For the avoiding of schism and disturbances in the church, which must needs grow if all men might think what they list, and speak openly what they think; therefore by a decree agreed upon by the bishops, and confirmed by her majesty’s authority, it was ordered that erroneous doctrine, if it were taught publicly, should not be publicly refuted; but that notice thereof should be given unto such as are by her highness appointed to hear and to determine such causes. (327-8)

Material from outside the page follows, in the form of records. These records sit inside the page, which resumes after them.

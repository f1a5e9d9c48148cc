// handlers/catalog/mod.rs - Schemaless catalog collections under /api/v1/auth
//
// Vendors, employees, items, customers and sales orders share one shape: an
// arbitrary non-empty object stored as a document in its collection.

pub mod record;

use axum::extract::State;
use serde_json::{Map, Value};

use crate::database::models::{Collection, Document};
use crate::extract::JsonOrForm;
use crate::middleware::ApiResult;
use crate::state::AppState;

/// POST /api/v1/auth/addVendor
pub async fn add_vendor(state: State<AppState>, body: JsonOrForm<Map<String, Value>>) -> ApiResult<Document> {
    record::create(state, Collection::Vendors, body).await
}

/// POST /api/v1/auth/addEmployee
pub async fn add_employee(state: State<AppState>, body: JsonOrForm<Map<String, Value>>) -> ApiResult<Document> {
    record::create(state, Collection::Employees, body).await
}

/// POST /api/v1/auth/addItem
pub async fn add_item(state: State<AppState>, body: JsonOrForm<Map<String, Value>>) -> ApiResult<Document> {
    record::create(state, Collection::Items, body).await
}

/// POST /api/v1/auth/addCustomer
pub async fn add_customer(state: State<AppState>, body: JsonOrForm<Map<String, Value>>) -> ApiResult<Document> {
    record::create(state, Collection::Customers, body).await
}

/// POST /api/v1/auth/new-sales-order
pub async fn new_sales_order(state: State<AppState>, body: JsonOrForm<Map<String, Value>>) -> ApiResult<Document> {
    record::create(state, Collection::SalesOrders, body).await
}

/// GET /api/v1/auth/displayvendor
pub async fn display_vendor(state: State<AppState>) -> ApiResult<Vec<Document>> {
    record::list(state, Collection::Vendors).await
}

/// GET /api/v1/auth/displaycustomer
pub async fn display_customer(state: State<AppState>) -> ApiResult<Vec<Document>> {
    record::list(state, Collection::Customers).await
}

/// GET /api/v1/auth/displayitem
pub async fn display_item(state: State<AppState>) -> ApiResult<Vec<Document>> {
    record::list(state, Collection::Items).await
}
use axum::{extract::State, http::StatusCode, response::IntoResponse, Json};
use serde::Deserialize;
use serde_json::json;

use crate::database::models::{NewUser, Role};
use crate::database::StoreError;
use crate::error::ApiError;
use crate::extract::JsonOrForm;
use crate::state::AppState;

use super::{hash_blocking, required};

#[derive(Debug, Default, Deserialize)]
pub struct RegisterRequest {
    pub name: Option<String>,
    pub email: Option<String>,
    pub password: Option<String>,
    pub phone: Option<String>,
    pub address: Option<String>,
    pub answer: Option<String>,
}

/// POST /api/v1/auth/register - Create a user account
///
/// All of `name`, `email`, `password`, `phone`, `address` and `answer` are
/// required. Registering an email twice is not an error: the reply carries
/// `success: false` and asks the caller to log in instead.
pub async fn post(
    State(state): State<AppState>,
    JsonOrForm(payload): JsonOrForm<RegisterRequest>,
) -> Result<impl IntoResponse, ApiError> {
    let mut missing = Vec::new();
    let fields = (
        required(payload.name, "name", &mut missing),
        required(payload.email, "email", &mut missing),
        required(payload.password, "password", &mut missing),
        required(payload.phone, "phone", &mut missing),
        required(payload.address, "address", &mut missing),
        required(payload.answer, "answer", &mut missing),
    );
    let (Some(name), Some(email), Some(password), Some(phone), Some(address), Some(answer)) = fields else {
        tracing::warn!("Registration rejected, missing fields: {:?}", missing);
        return Err(ApiError::missing_fields(&missing));
    };

    if state.store.find_user_by_email(&email).await?.is_some() {
        return Ok(already_registered());
    }

    let password_hash = hash_blocking(password, state.config.security.bcrypt_cost).await?;

    let new_user = NewUser {
        name,
        email,
        password_hash,
        phone,
        address,
        answer,
        role: Role::User,
    };

    match state.store.create_user(new_user).await {
        Ok(user) => {
            tracing::info!("Registered user {}", user.email);
            Ok((
                StatusCode::CREATED,
                Json(json!({
                    "success": true,
                    "message": "User registered successfully",
                    "user": user
                })),
            ))
        }
        // Lost a race with a concurrent registration for the same email
        Err(StoreError::Conflict(_)) => Ok(already_registered()),
        Err(e) => Err(e.into()),
    }
}

fn already_registered() -> (StatusCode, Json<serde_json::Value>) {
    (
        StatusCode::OK,
        Json(json!({
            "success": false,
            "message": "Already registered, please login"
        })),
    )
}
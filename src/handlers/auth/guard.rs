// Probe endpoints for the client's route guards. The checks themselves run
// in middleware; reaching these handlers means they passed.

use axum::Json;
use serde_json::{json, Value};

/// GET /api/v1/auth/test - sign-in + admin
pub async fn test() -> &'static str {
    "Protected Routes"
}

/// GET /api/v1/auth/user-auth - sign-in
pub async fn user_auth() -> Json<Value> {
    Json(json!({ "ok": true }))
}

/// GET /api/v1/auth/admin-auth - sign-in + admin
pub async fn admin_auth() -> Json<Value> {
    Json(json!({ "ok": true }))
}
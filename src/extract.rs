use axum::{
    async_trait,
    body::Bytes,
    extract::{FromRequest, Request},
    http::header::CONTENT_TYPE,
    Form, Json,
};
use serde::de::DeserializeOwned;

use crate::error::ApiError;

/// Body extractor accepting either JSON or an urlencoded form, chosen by
/// `Content-Type`. Anything that is not a form is decoded as JSON, and an
/// empty body decodes as the empty object `{}`.
#[derive(Debug, Clone)]
pub struct JsonOrForm<T>(pub T);

#[async_trait]
impl<T, S> FromRequest<S> for JsonOrForm<T>
where
    T: DeserializeOwned,
    S: Send + Sync,
{
    type Rejection = ApiError;

    async fn from_request(req: Request, state: &S) -> Result<Self, Self::Rejection> {
        let is_form = req
            .headers()
            .get(CONTENT_TYPE)
            .and_then(|value| value.to_str().ok())
            .map(|value| value.starts_with("application/x-www-form-urlencoded"))
            .unwrap_or(false);

        if is_form {
            let Form(value) = Form::<T>::from_request(req, state)
                .await
                .map_err(|e| ApiError::bad_request(e.body_text()))?;
            return Ok(JsonOrForm(value));
        }

        let bytes = Bytes::from_request(req, state)
            .await
            .map_err(|e| ApiError::bad_request(e.body_text()))?;
        let Json(value) = Json::<T>::from_bytes(json_or_empty_object(&bytes))
            .map_err(|e| ApiError::bad_request(e.body_text()))?;
        Ok(JsonOrForm(value))
    }
}

fn json_or_empty_object(bytes: &[u8]) -> &[u8] {
    if bytes.iter().all(u8::is_ascii_whitespace) {
        b"{}"
    } else {
        bytes
    }
}

#[cfg(test)]
mod tests {
    use super::*;

    #[test]
    fn blank_bodies_read_as_empty_object() {
        assert_eq!(json_or_empty_object(b""), b"{}");
        assert_eq!(json_or_empty_object(b" \n"), b"{}");
        assert_eq!(json_or_empty_object(br#"{"a":1}"#), br#"{"a":1}"#);
    }
}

This testimony of his discreet carrying himself in the handling of his master, being more agreeably framed and given him by another than by himself, might make somewhat for the praise of his person but for defence of his action, unto them by whom he is thought indiscreet for not conferring privately before he spake, will it serve to answer, that when he spake, he did it considerately? (330)

…but sith there can come nothing of contention, but the mutual waste of the parties contending, till a common enemy dance in the ashes of them both, I do wish heartily that the grave advice which Constantine gave for reuniting of his clergy so many times, upon some small occasions, in so lamentable sort divided; or rather the strict commandment of Christ unto his, that they should not be divided at all; may at the length, if it be his blessed will, prevail so far, at least in this corner of the Christian world, to the burying and quite forgetting of strife, … (335)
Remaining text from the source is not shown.